───── Records for the task ─────
use {
  crate::Permission,
  serde::{Deserialize, Serialize},
};

/// A pointer to an externally published permission bundle.
///
/// `uri` resolves to a list of permissions, `schema` to the API description
/// of the service publishing it.
#[derive(Debug, Clone, PartialEq, Eq, Hash, Serialize, Deserialize)]
pub struct Annotation {
  pub uri: String,
  pub schema: String,
}

#[derive(Debug, Clone, Default, PartialEq, Eq, Serialize, Deserialize)]
pub struct ApiInfo {
  pub title: String,
  pub version: String,
}

/// A resolved annotation: a reusable bundle of permissions and where it
/// came from.
#[derive(Debug, Clone, PartialEq, Eq, Serialize, Deserialize)]
#[serde(rename_all = "camelCase")]
pub struct Preset {
  pub uri: String,

  #[serde(default, skip_serializing_if = "Option::is_none")]
  pub server_url: Option<String>,

  #[serde(default)]
  pub api_info: ApiInfo,

  pub permissions: Vec<Permission>,
}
─────
What to produce:
Copy out, in full, each line above that has the word "Option" in it.

Task output:
  #[serde(default, skip_serializing_if = "Option::is_none")]
  pub server_url: Option<String>,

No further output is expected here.